Today’s picket comes amid a long-term care and nursing home industry in crisis. Since the start of the pandemic, the long-term care industry has lost hundreds of thousands of caregivers nationwide, including approximately 16,000 nursing home workers in California alone—which represents more than 11% of the total nursing home workforce in the state. Recent polling from SEIU Local 2015 of caregivers across California suggests that this trend is likely to continue. The survey found that half of nursing home workers are likely to leave their current position within the next year, with respondents citing low wages and staffing shortages as the primary reasons for their potential departure.
“Here at Stoney Point, we’re barely making enough to get by. $16 an hour just isn’t enough,” said Robert Oronia, a CNA at Stoney Point. “Grocery prices have gone up. Gas prices have gone up. Rent is still too high. Throw in past pandemic trauma, and it’s no wonder so many of the staff have left. And it’s just getting worse because the dangerously low staffing levels are burning people out. It’s not safe for us. It’s definitely not safe for our residents.”

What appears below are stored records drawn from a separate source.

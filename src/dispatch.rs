//! Trampolines: the runtime-callable entry points generated per binding.
//!
//! Every bound name gets exactly one [`NativeFn`]. On invocation it checks
//! the argument count, converts the arguments left to right, runs the
//! callable and converts the result back. Errors never escape as panics;
//! they become the [`RuntimeError`] the script observes.

use std::any::Any;
use std::rc::Rc;

use bindery_core::{CallContext, DataType, NativeFn, RuntimeError, Value};

use crate::convert::{IntoValue, NativeType, ReturnContext};
use crate::error::NativeError;
use crate::options::BinderOptions;
use crate::registry::SharedRegistry;
use crate::signature::{ArgPack, MethodKind, NativeFunction, NativeMethod};

/// Result of a constructor: what ends up in the new object's data slot.
///
/// - `T`: the instance
/// - `Option<T>`: `None` leaves the slot empty
/// - `Result<T, E>`: `Err` raises and leaves the slot empty
pub trait Constructed: 'static {
    type Instance: NativeType;

    fn into_instance(self) -> Result<Option<Self::Instance>, NativeError>;
}

impl<T: NativeType> Constructed for T {
    type Instance = T;

    fn into_instance(self) -> Result<Option<T>, NativeError> {
        Ok(Some(self))
    }
}

impl<T: NativeType> Constructed for Option<T> {
    type Instance = T;

    fn into_instance(self) -> Result<Option<T>, NativeError> {
        Ok(self)
    }
}

impl<T, E> Constructed for Result<T, E>
where
    T: NativeType,
    E: Into<NativeError> + 'static,
{
    type Instance = T;

    fn into_instance(self) -> Result<Option<T>, NativeError> {
        self.map(Some).map_err(Into::into)
    }
}

/// Reject a call whose argument count differs from the declared arity.
pub(crate) fn check_arity(
    given: usize,
    expected: usize,
    options: &BinderOptions,
) -> Result<(), NativeError> {
    if options.arity_check && given != expected {
        return Err(NativeError::ArgumentCount { given, expected });
    }
    Ok(())
}

const fn original_in_range(original: Option<usize>, arity: usize) -> bool {
    match original {
        Some(index) => index < arity,
        None => true,
    }
}

/// Build the trampoline of a class or instance method.
pub(crate) fn method_trampoline<T, M, F>(
    f: F,
    options: BinderOptions,
    registry: SharedRegistry,
) -> NativeFn
where
    T: 'static,
    M: 'static,
    F: NativeMethod<T, M>,
{
    const {
        assert!(
            original_in_range(
                <<F as NativeMethod<T, M>>::Output as IntoValue>::ORIGINAL,
                <<F as NativeMethod<T, M>>::Args as ArgPack>::LEN,
            ),
            "Original<N> refers to an argument the callable does not declare"
        );
        assert!(
            !<<F as NativeMethod<T, M>>::Output as IntoValue>::RECEIVER
                || matches!(<F as NativeMethod<T, M>>::KIND, MethodKind::InstanceMethod),
            "only instance methods can return their Receiver"
        );
    };

    NativeFn::new(move |ctx: &CallContext<'_>| {
        invoke_method::<T, M, F>(&f, ctx, &options, &registry).map_err(RuntimeError::from)
    })
}

#[cfg_attr(feature = "profiling", profiling::function)]
fn invoke_method<T, M, F>(
    f: &F,
    ctx: &CallContext<'_>,
    options: &BinderOptions,
    registry: &SharedRegistry,
) -> Result<Value, NativeError>
where
    F: NativeMethod<T, M>,
{
    tracing::trace!(method = ctx.method(), argc = ctx.arg_count(), "native call");
    check_arity(ctx.arg_count(), <F::Args as ArgPack>::LEN, options)?;

    let args = <F::Args as ArgPack>::from_args(ctx.args(), options.coercion)?;
    let output = f.invoke(ctx.receiver(), args)?;

    let receiver = (F::KIND == MethodKind::InstanceMethod).then(|| ctx.receiver());
    output.into_value(&ReturnContext::new(receiver, ctx.args(), registry))
}

/// Build the `initialize` trampoline of a bound class.
pub(crate) fn constructor_trampoline<M, F>(
    ctor: F,
    options: BinderOptions,
    data_type: Rc<DataType>,
) -> NativeFn
where
    M: 'static,
    F: NativeFunction<M>,
    F::Output: Constructed,
{
    NativeFn::new(move |ctx: &CallContext<'_>| {
        invoke_constructor::<M, F>(&ctor, ctx, &options, &data_type).map_err(RuntimeError::from)
    })
}

#[cfg_attr(feature = "profiling", profiling::function)]
fn invoke_constructor<M, F>(
    ctor: &F,
    ctx: &CallContext<'_>,
    options: &BinderOptions,
    data_type: &Rc<DataType>,
) -> Result<Value, NativeError>
where
    F: NativeFunction<M>,
    F::Output: Constructed,
{
    let object = ctx
        .receiver()
        .as_object()
        .ok_or_else(|| NativeError::invalid_receiver("constructor needs a fresh object"))?;
    tracing::trace!(class = object.class_name(), argc = ctx.arg_count(), "native construct");

    object.set_data_type(data_type.clone())?;
    check_arity(ctx.arg_count(), <F::Args as ArgPack>::LEN, options)?;

    let args = <F::Args as ArgPack>::from_args(ctx.args(), options.coercion)?;
    let instance = NativeFunction::call(ctor, args).into_instance()?;
    if instance.is_none() {
        tracing::trace!(class = object.class_name(), "constructor produced no instance");
    }
    object.attach(instance.map(|instance| Box::new(instance) as Box<dyn Any>))?;
    Ok(Value::Nil)
}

To address the staffing crisis affecting California’s nursing homes, SEIU Local 2015 has advocated for a series of reforms to address the underlying challenges plaguing the industry, including through its proposed Skilled Nursing Quality Standards Board (SN QSB). The proposed Quality Standards Board would establish a number of industry-wide standards for California’s nursing homes and their essential caregivers to address the underlying challenges contributing to the skyrocketing turnover rates in the nursing home industry, including:
- Establishing an industry-wide minimum wage standard for all nursing home staff
- Implementing safe staffing level requirements at nursing homes
- Strengthening benefits for caregivers, including access to healthcare and paid sick leave
- Enforcing certain training requirements for nursing home workers
The protest at the Stoney Point Healthcare Center is the latest in a series of statewide actions taken by care workers and SEIU 2015 members to bring attention to the urgent crisis affecting California’s nursing home industry. Last month, members of SEIU 2015—also joined by nonunion workers fighting for a union—mobilized across the state in a series of actions to address dangerously low staffing levels and the “Great Resignation” that continues to plague nursing homes. And in March, similar actions took place across California, including at the State Capitol in Sacramento where a vigil was held to commemorate the lives of frontline heroes who tragically lost their lives to COVID-19 while working in California’s nursing homes.